**Assigned task:** Check which lines of the entries that follow hold "VersionSettings", then give the number of those lines and nothing more.

**Data records:**
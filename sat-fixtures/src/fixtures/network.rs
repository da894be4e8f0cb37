//! The provisioning VLAN: capsule, domain and subnet on the target satellite.

use std::{fmt, net::Ipv4Addr};

use sat_client::host::Satellite;
use sat_shared::{
    broker::{BrokerRequest, ProvisioningNetworkOutput, data_out},
    entities::{Domain, DomainSpec, EntityKind, SmartProxy, Subnet, SubnetSpec},
};

use super::{session_location, session_sca_manifest_org, session_target_sat};
use crate::{
    helpers::{FixtureError, FixtureResult, ensure_status, gen_alpha, gen_dns_label},
    scope::{FixtureContext, ResourceKind, ScopeLevel},
};

pub const CONFIGURE_PROVISIONING_WORKFLOW: &str = "configure-install-sat-provisioning-rhv";

const DHCP_BLACKLIST_WORKAROUND: &str =
    "echo ':blacklist_duration_minutes: 2' >> /etc/foreman-proxy/settings.d/dhcp_isc.yml";

/// What the provisioning content is for. Discovery only needs kickstart trees.
#[derive(Debug, Clone, Copy, PartialEq, Eq, Hash, Default)]
pub enum ProvisioningType {
    #[default]
    Standard,
    Discovery,
}

impl fmt::Display for ProvisioningType {
    fn fmt(&self, f: &mut fmt::Formatter<'_>) -> fmt::Result {
        f.write_str(match self {
            ProvisioningType::Standard => "standard",
            ProvisioningType::Discovery => "discovery",
        })
    }
}

/// A satellite wired into the provisioning VLAN.
#[derive(Debug, Clone)]
pub struct ProvisioningSat {
    pub sat: Satellite,
    pub domain: Domain,
    pub subnet: Subnet,
    pub provisioning_type: ProvisioningType,
}

/// Subnet parameters derived from the broker's network artifacts.
#[derive(Debug, Clone, PartialEq, Eq)]
pub struct NetworkPlan {
    pub network: Ipv4Addr,
    pub mask: Ipv4Addr,
    pub gateway: String,
    pub from: String,
    pub to: String,
    pub dns_primary: String,
    pub dns_secondary: Option<String>,
}

impl NetworkPlan {
    /// The last upstream resolver is primary and the one before it secondary.
    pub fn from_output(output: ProvisioningNetworkOutput) -> FixtureResult<Self> {
        let (address, prefix) = parse_interface(&output.provisioning_addr_ipv4)?;
        let mask = prefix_mask(prefix);
        let network = Ipv4Addr::from(u32::from(address) & u32::from(mask));

        let mut upstream = output.provisioning_upstream_dns;
        let dns_primary = upstream.pop().ok_or_else(|| {
            FixtureError::Setup("broker returned no upstream DNS for the provisioning network".into())
        })?;
        let dns_secondary = upstream.pop();

        Ok(Self {
            network,
            mask,
            gateway: output.provisioning_gw_ipv4,
            from: output.provisioning_host_range_start,
            to: output.provisioning_host_range_end,
            dns_primary,
            dns_secondary,
        })
    }
}

/// `a.b.c.d/len`; a bare address is a /32.
fn parse_interface(cidr: &str) -> FixtureResult<(Ipv4Addr, u8)> {
    let invalid = || FixtureError::Setup(format!("invalid provisioning interface address '{cidr}'"));
    let (addr, prefix) = match cidr.split_once('/') {
        Some((addr, prefix)) => (addr, prefix.parse::<u8>().map_err(|_| invalid())?),
        None => (cidr, 32),
    };
    if prefix > 32 {
        return Err(invalid());
    }
    Ok((addr.trim().parse().map_err(|_| invalid())?, prefix))
}

fn prefix_mask(prefix: u8) -> Ipv4Addr {
    match prefix {
        0 => Ipv4Addr::UNSPECIFIED,
        p => Ipv4Addr::from(u32::MAX << (32 - u32::from(p))),
    }
}

/// The satellite's own capsule, serving the session location.
///
/// Its previous location list is put back when the session closes.
pub async fn session_provisioning_capsule(ctx: &mut FixtureContext) -> FixtureResult<SmartProxy> {
    let key = ResourceKind::ProvisioningCapsule;
    if let Some(capsule) = ctx.cached(ScopeLevel::Session, &key)? {
        return Ok(capsule);
    }
    let sat = session_target_sat(ctx).await?;
    let location = session_location(ctx).await?;

    let api = sat.api().clone();
    let proxy = api.default_smart_proxy().await?;
    let previous: Vec<_> = proxy.locations.iter().map(|l| l.id).collect();
    let capsule = api
        .update_smart_proxy_locations(proxy.id, &[location.id])
        .await?;
    tracing::info!("Capsule {} now serves location {}", capsule.name, location.name);

    let proxy_id = capsule.id;
    ctx.defer(
        ScopeLevel::Session,
        format!("restore locations of capsule {}", capsule.name),
        move || async move {
            api.update_smart_proxy_locations(proxy_id, &previous).await?;
            Ok(())
        },
    )?;
    ctx.store(ScopeLevel::Session, key, capsule)
}

/// The target satellite configured to provision hosts on the broker's VLAN:
/// network artifacts from the broker, then a domain and a DHCP subnet served
/// by the capsule.
///
/// Built once per session for the context's provisioning type.
pub async fn session_provisioning_sat(ctx: &mut FixtureContext) -> FixtureResult<ProvisioningSat> {
    let key = ResourceKind::ProvisioningSat;
    if let Some(prov) = ctx.cached(ScopeLevel::Session, &key)? {
        return Ok(prov);
    }
    let provisioning_type = ctx.provisioning_type();
    let sat = session_target_sat(ctx).await?;
    let org = session_sca_manifest_org(ctx).await?;
    let location = session_location(ctx).await?;
    let capsule = session_provisioning_capsule(ctx).await?;
    let vlan_id = ctx.settings().provisioning.vlan_id;

    // 1. Wire the satellite into the VLAN
    let dns_zone = format!("{}.foo", gen_dns_label(10));
    tracing::info!("Configuring provisioning on {} (VLAN {}, zone {})", sat.hostname, vlan_id, dns_zone);
    let request = BrokerRequest::workflow(CONFIGURE_PROVISIONING_WORKFLOW)
        .arg("artifacts", "last")
        .arg("target_vlan_id", vlan_id)
        .arg("target_host", sat.name.as_str())
        .arg("provisioning_dns_zone", dns_zone.as_str())
        .arg("sat_version", sat.broker_version());
    let output = ctx.broker().execute(&request).await?;
    let plan = NetworkPlan::from_output(data_out(&output)?)?;
    tracing::debug!("Provisioning network: {:?}", plan);

    let api = sat.api().clone();

    // 2. Domain
    let domain = api
        .create_domain(&DomainSpec {
            name: dns_zone,
            dns_id: Some(capsule.id),
            location_ids: vec![location.id],
            organization_ids: vec![org.id],
        })
        .await?;
    ctx.defer_delete(ScopeLevel::Session, api.clone(), EntityKind::Domain, domain.id, &domain.name)?;

    // 3. Subnet, every role on the capsule
    let subnet = api
        .create_subnet(&SubnetSpec {
            name: gen_alpha(10),
            network: plan.network.to_string(),
            mask: plan.mask.to_string(),
            gateway: plan.gateway,
            from: plan.from,
            to: plan.to,
            dns_primary: Some(plan.dns_primary),
            dns_secondary: plan.dns_secondary,
            boot_mode: "DHCP".to_string(),
            ipam: "DHCP".to_string(),
            dhcp_id: capsule.id,
            tftp_id: capsule.id,
            template_id: capsule.id,
            dns_id: capsule.id,
            httpboot_id: capsule.id,
            discovery_id: capsule.id,
            remote_execution_proxy_ids: vec![capsule.id],
            domain_ids: vec![domain.id],
            location_ids: vec![location.id],
            organization_ids: vec![org.id],
        })
        .await?;
    ctx.defer_delete(ScopeLevel::Session, api.clone(), EntityKind::Subnet, subnet.id, &subnet.name)?;
    tracing::info!("Subnet {} ({}/{}) on domain {}", subnet.name, subnet.network, subnet.mask, domain.name);

    // 4. Shorten the DHCP lease blacklist so reprovisioned MACs get addresses again
    ensure_status(DHCP_BLACKLIST_WORKAROUND, sat.execute(DHCP_BLACKLIST_WORKAROUND).await?)?;
    ensure_status("satellite-maintain service restart", sat.service_restart().await?)?;

    let prov = ProvisioningSat {
        sat,
        domain,
        subnet,
        provisioning_type,
    };
    ctx.store(ScopeLevel::Session, key, prov)
}

#[cfg(test)]
mod tests {
    use super::*;
    use crate::testing::{Fakes, network_output};
    use sat_client::shell::CommandOutput;
    use serde_json::json;

    fn output(addr: &str, dns: &[&str]) -> ProvisioningNetworkOutput {
        ProvisioningNetworkOutput {
            provisioning_addr_ipv4: addr.to_string(),
            provisioning_gw_ipv4: "192.168.10.1".to_string(),
            provisioning_host_range_start: "192.168.10.100".to_string(),
            provisioning_host_range_end: "192.168.10.200".to_string(),
            provisioning_upstream_dns: dns.iter().map(|s| s.to_string()).collect(),
        }
    }

    #[test]
    fn test_plan_from_interface() {
        let plan = NetworkPlan::from_output(output("192.168.10.2/24", &["10.0.0.1", "10.0.0.2"])).unwrap();
        assert_eq!(plan.network, Ipv4Addr::new(192, 168, 10, 0));
        assert_eq!(plan.mask, Ipv4Addr::new(255, 255, 255, 0));
        assert_eq!(plan.dns_primary, "10.0.0.2");
        assert_eq!(plan.dns_secondary.as_deref(), Some("10.0.0.1"));
    }

    #[test]
    fn test_plan_with_single_resolver_has_no_secondary() {
        let plan = NetworkPlan::from_output(output("172.16.5.77/20", &["10.0.0.53"])).unwrap();
        assert_eq!(plan.network, Ipv4Addr::new(172, 16, 0, 0));
        assert_eq!(plan.mask, Ipv4Addr::new(255, 255, 240, 0));
        assert_eq!(plan.dns_primary, "10.0.0.53");
        assert_eq!(plan.dns_secondary, None);
    }

    #[test]
    fn test_plan_without_resolvers_is_a_setup_error() {
        let err = NetworkPlan::from_output(output("192.168.10.2/24", &[])).unwrap_err();
        assert!(matches!(err, FixtureError::Setup(_)));
    }

    #[test]
    fn test_interface_parsing_edges() {
        assert_eq!(parse_interface("10.1.2.3").unwrap().1, 32);
        assert!(parse_interface("10.1.2.3/33").is_err());
        assert!(parse_interface("not-an-ip/24").is_err());
        assert_eq!(prefix_mask(0), Ipv4Addr::UNSPECIFIED);
        assert_eq!(prefix_mask(32), Ipv4Addr::BROADCAST);
    }

    #[tokio::test]
    async fn test_provisioning_sat_builds_domain_and_subnet() {
        let fakes = Fakes::new();
        fakes.broker.respond(CONFIGURE_PROVISIONING_WORKFLOW, network_output());
        let mut ctx = fakes.context();
        ctx.open(ScopeLevel::Session, "session").unwrap();

        let prov = session_provisioning_sat(&mut ctx)
            .await
            .unwrap();
        assert!(prov.domain.name.ends_with(".foo"));
        assert_eq!(prov.subnet.network, "192.168.10.0");
        assert_eq!(prov.subnet.mask, "255.255.255.0");
        assert_eq!(prov.subnet.dns_primary.as_deref(), Some("10.0.0.2"));

        let request = fakes.broker.executed(CONFIGURE_PROVISIONING_WORKFLOW).unwrap();
        assert_eq!(request.get("target_vlan_id"), Some(&json!(400)));
        assert_eq!(request.get("sat_version"), Some(&json!("6.16.0")));
        assert_eq!(
            request.get("provisioning_dns_zone"),
            Some(&json!(prov.domain.name))
        );

        let commands = fakes.shell.commands();
        assert!(commands[0].contains(":blacklist_duration_minutes: 2"));
        assert_eq!(commands[1], "satellite-maintain service restart");

        // second request is served from the session cache
        session_provisioning_sat(&mut ctx)
            .await
            .unwrap();
        assert_eq!(fakes.broker.executed_count(CONFIGURE_PROVISIONING_WORKFLOW), 1);

        ctx.close(ScopeLevel::Session).await.unwrap();
        let deleted = fakes.api.deleted();
        let subnet_at = deleted.iter().position(|d| d.0 == EntityKind::Subnet).unwrap();
        let domain_at = deleted.iter().position(|d| d.0 == EntityKind::Domain).unwrap();
        assert!(subnet_at < domain_at);
        assert_eq!(fakes.api.smart_proxy_location_ids(), Vec::<u64>::new());
    }

    #[tokio::test]
    async fn test_failed_service_restart_aborts() {
        let fakes = Fakes::new();
        fakes.broker.respond(CONFIGURE_PROVISIONING_WORKFLOW, network_output());
        fakes.shell.respond(
            "satellite-maintain service restart",
            CommandOutput {
                status: 1,
                stdout: String::new(),
                stderr: "dhcpd failed".into(),
            },
        );
        let mut ctx = fakes.context();
        ctx.open(ScopeLevel::Session, "session").unwrap();

        let err = session_provisioning_sat(&mut ctx)
            .await
            .unwrap_err();
        assert!(matches!(err, FixtureError::Command { status: 1, .. }));
        let prov: Option<ProvisioningSat> = ctx
            .cached(ScopeLevel::Session, &ResourceKind::ProvisioningSat)
            .unwrap();
        assert!(prov.is_none());

        // what was created before the failure is still cleaned up
        ctx.close(ScopeLevel::Session).await.unwrap();
        assert!(fakes.api.deleted().iter().any(|d| d.0 == EntityKind::Domain));
    }

    #[tokio::test]
    async fn test_broker_output_without_data_out_is_a_setup_error() {
        let fakes = Fakes::new();
        fakes.broker.respond(CONFIGURE_PROVISIONING_WORKFLOW, json!({"status": "ok"}));
        let mut ctx = fakes.context();
        ctx.open(ScopeLevel::Session, "session").unwrap();

        let err = session_provisioning_sat(&mut ctx)
            .await
            .unwrap_err();
        assert!(matches!(err, FixtureError::Setup(_)));
    }
}
use std::{
    collections::BTreeMap,
    path::{Path, PathBuf},
};

use anyhow::{Context, Result, anyhow};
use serde::{Deserialize, Serialize};
use serde_json::Value;
use tracing::{info, warn};

pub const SETTINGS_PATH_ENV: &str = "SAT_FIXTURES_SETTINGS";
const DEFAULT_SETTINGS_PATH: &str = "settings.yaml";

fn default_scheme() -> String {
    "https".to_string()
}
fn default_admin_username() -> String {
    "admin".to_string()
}
fn default_admin_password() -> String {
    "changeme".to_string()
}
fn default_ssh_username() -> String {
    "root".to_string()
}
fn default_release() -> String {
    "stream".to_string()
}
fn default_rhel_version() -> u32 {
    9
}
fn default_poll_timeout() -> u64 {
    2500
}
fn default_poll_rate() -> u64 {
    5
}
fn default_publish_rate() -> u64 {
    15
}
fn default_publish_tries() -> u32 {
    10
}
fn default_broker_binary() -> String {
    "broker".to_string()
}
fn default_satellite_workflow() -> String {
    "deploy-satellite".to_string()
}
fn default_installer_workflow() -> String {
    "deploy-sat-ready-rhel".to_string()
}
fn default_log_level() -> String {
    "info".to_string()
}

#[derive(Debug, Serialize, Deserialize, Clone, PartialEq)]
pub struct VersionSettings {
    #[serde(default = "default_release")]
    pub release: String,
    #[serde(default = "default_rhel_version")]
    pub rhel_version: u32,
    #[serde(default)]
    pub is_stream: bool,
}

impl Default for VersionSettings {
    fn default() -> Self {
        Self {
            release: default_release(),
            rhel_version: default_rhel_version(),
            is_stream: false,
        }
    }
}

#[derive(Debug, Serialize, Deserialize, Clone, PartialEq)]
pub struct ServerSettings {
    #[serde(default)]
    pub hostname: Option<String>,
    #[serde(default = "default_scheme")]
    pub scheme: String,
    #[serde(default)]
    pub port: Option<u16>,
    #[serde(default = "default_admin_username")]
    pub admin_username: String,
    #[serde(default = "default_admin_password")]
    pub admin_password: String,
    #[serde(default = "default_ssh_username")]
    pub ssh_username: String,
    #[serde(default)]
    pub verify_ssl: bool,
    #[serde(default)]
    pub version: VersionSettings,
}

impl Default for ServerSettings {
    fn default() -> Self {
        Self {
            hostname: None,
            scheme: default_scheme(),
            port: None,
            admin_username: default_admin_username(),
            admin_password: default_admin_password(),
            ssh_username: default_ssh_username(),
            verify_ssl: false,
            version: VersionSettings::default(),
        }
    }
}

#[derive(Debug, Serialize, Deserialize, Clone, Default, PartialEq)]
pub struct ProvisioningSettings {
    #[serde(default)]
    pub vlan_id: u32,
    #[serde(default)]
    pub host_root_password: String,
    #[serde(default)]
    pub host_ssh_key_priv: String,
    #[serde(default)]
    pub host_ssh_key_pub: String,
}

/// Static network used by `provisioning_env` when no broker-built VLAN exists.
#[derive(Debug, Serialize, Deserialize, Clone, Default, PartialEq)]
pub struct VlanNetworkingSettings {
    #[serde(default)]
    pub subnet: String,
    #[serde(default)]
    pub netmask: String,
    #[serde(default)]
    pub gateway: String,
    #[serde(default)]
    pub dhcp_from: String,
    #[serde(default)]
    pub dhcp_to: String,
}

#[derive(Debug, Serialize, Deserialize, Clone, Default, PartialEq)]
pub struct RepoSettings {
    /// Satellite client repo URL per `rhelN` key.
    #[serde(default)]
    pub satclient_repo: BTreeMap<String, String>,
}

#[derive(Debug, Serialize, Deserialize, Clone, Default, PartialEq)]
pub struct SubscriptionSettings {
    #[serde(default)]
    pub rhn_username: String,
    #[serde(default)]
    pub rhn_password: String,
}

#[derive(Debug, Serialize, Deserialize, Clone, Default, PartialEq)]
pub struct VmwareSettings {
    #[serde(default)]
    pub vcenter: String,
    #[serde(default)]
    pub username: String,
    #[serde(default)]
    pub password: String,
    #[serde(default)]
    pub datacenter: String,
}

#[derive(Debug, Serialize, Deserialize, Clone, PartialEq)]
pub struct TaskSettings {
    #[serde(default = "default_poll_timeout")]
    pub poll_timeout_secs: u64,
    #[serde(default = "default_poll_rate")]
    pub poll_rate_secs: u64,
    #[serde(default = "default_publish_rate")]
    pub publish_rate_secs: u64,
    #[serde(default = "default_publish_tries")]
    pub publish_max_tries: u32,
}

impl Default for TaskSettings {
    fn default() -> Self {
        Self {
            poll_timeout_secs: default_poll_timeout(),
            poll_rate_secs: default_poll_rate(),
            publish_rate_secs: default_publish_rate(),
            publish_max_tries: default_publish_tries(),
        }
    }
}

#[derive(Debug, Serialize, Deserialize, Clone, PartialEq)]
pub struct BrokerSettings {
    #[serde(default = "default_broker_binary")]
    pub binary: String,
    #[serde(default = "default_satellite_workflow")]
    pub satellite_workflow: String,
    #[serde(default = "default_installer_workflow")]
    pub installer_workflow: String,
}

impl Default for BrokerSettings {
    fn default() -> Self {
        Self {
            binary: default_broker_binary(),
            satellite_workflow: default_satellite_workflow(),
            installer_workflow: default_installer_workflow(),
        }
    }
}

#[derive(Debug, Serialize, Deserialize, Clone, PartialEq)]
pub struct LoggingSettings {
    #[serde(default = "default_log_level")]
    pub level: String,
}

impl Default for LoggingSettings {
    fn default() -> Self {
        Self {
            level: default_log_level(),
        }
    }
}

#[derive(Debug, Serialize, Deserialize, Clone, Default, PartialEq)]
pub struct Settings {
    #[serde(default)]
    pub server: ServerSettings,
    #[serde(default)]
    pub provisioning: ProvisioningSettings,
    #[serde(default)]
    pub vlan_networking: VlanNetworkingSettings,
    #[serde(default)]
    pub repos: RepoSettings,
    #[serde(default)]
    pub subscription: SubscriptionSettings,
    #[serde(default)]
    pub vmware: VmwareSettings,
    #[serde(default)]
    pub tasks: TaskSettings,
    #[serde(default)]
    pub broker: BrokerSettings,
    #[serde(default)]
    pub logging: LoggingSettings,
}

impl Settings {
    /// Load from `$SAT_FIXTURES_SETTINGS`, else `./settings.yaml`. A missing
    /// file yields defaults.
    pub fn from_env() -> Result<Self> {
        let path = std::env::var(SETTINGS_PATH_ENV)
            .map(PathBuf::from)
            .unwrap_or_else(|_| PathBuf::from(DEFAULT_SETTINGS_PATH));

        if path.exists() {
            Self::load(&path)
        } else {
            warn!("Settings file {:?} not found, using defaults", path);
            Ok(Self::default())
        }
    }

    pub fn load(path: &Path) -> Result<Self> {
        let contents = std::fs::read_to_string(path)
            .with_context(|| format!("Failed to read settings file {:?}", path))?;
        let settings: Settings = serde_yaml::from_str(&contents)
            .with_context(|| format!("Failed to parse settings file {:?}", path))?;
        info!("Settings loaded from: {:?}", path);
        Ok(settings)
    }

    /// Dotted-key lookup, e.g. `provisioning.vlan_id`. Missing keys and
    /// explicit nulls both read as `None`.
    pub fn get(&self, key: &str) -> Option<Value> {
        let mut node = serde_json::to_value(self).ok()?;
        for part in key.split('.') {
            node = node.get_mut(part)?.take();
        }
        (!node.is_null()).then_some(node)
    }

    /// Dotted-key write. The result must still decode as `Settings`.
    pub fn set(&mut self, key: &str, value: impl Into<Value>) -> Result<()> {
        let mut root = serde_json::to_value(&*self).context("Failed to serialize settings")?;
        let (parents, leaf) = match key.rsplit_once('.') {
            Some((parents, leaf)) => (Some(parents), leaf),
            None => (None, key),
        };

        let mut node = &mut root;
        for part in parents.into_iter().flat_map(|p| p.split('.')) {
            node = node
                .get_mut(part)
                .ok_or_else(|| anyhow!("Unknown settings section '{part}' in '{key}'"))?;
        }
        let object = node
            .as_object_mut()
            .ok_or_else(|| anyhow!("Settings key '{key}' does not point into a section"))?;
        object.insert(leaf.to_string(), value.into());

        *self = serde_json::from_value(root)
            .with_context(|| format!("Invalid value for settings key '{key}'"))?;
        Ok(())
    }

    /// Base URL of the configured server, if any.
    pub fn server_url(&self) -> Option<String> {
        self.server
            .hostname
            .as_deref()
            .map(|host| server_url(&self.server, host))
    }
}

pub fn server_url(server: &ServerSettings, hostname: &str) -> String {
    match server.port {
        Some(port) => format!("{}://{}:{}", server.scheme, hostname, port),
        None => format!("{}://{}", server.scheme, hostname),
    }
}
pub mod fixtures;
pub mod helpers;
pub mod scope;

#[cfg(test)]
mod testing;

pub use helpers::{FixtureError, FixtureResult};
pub use scope::{FixtureContext, ScopeLevel};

**Written answer:** 4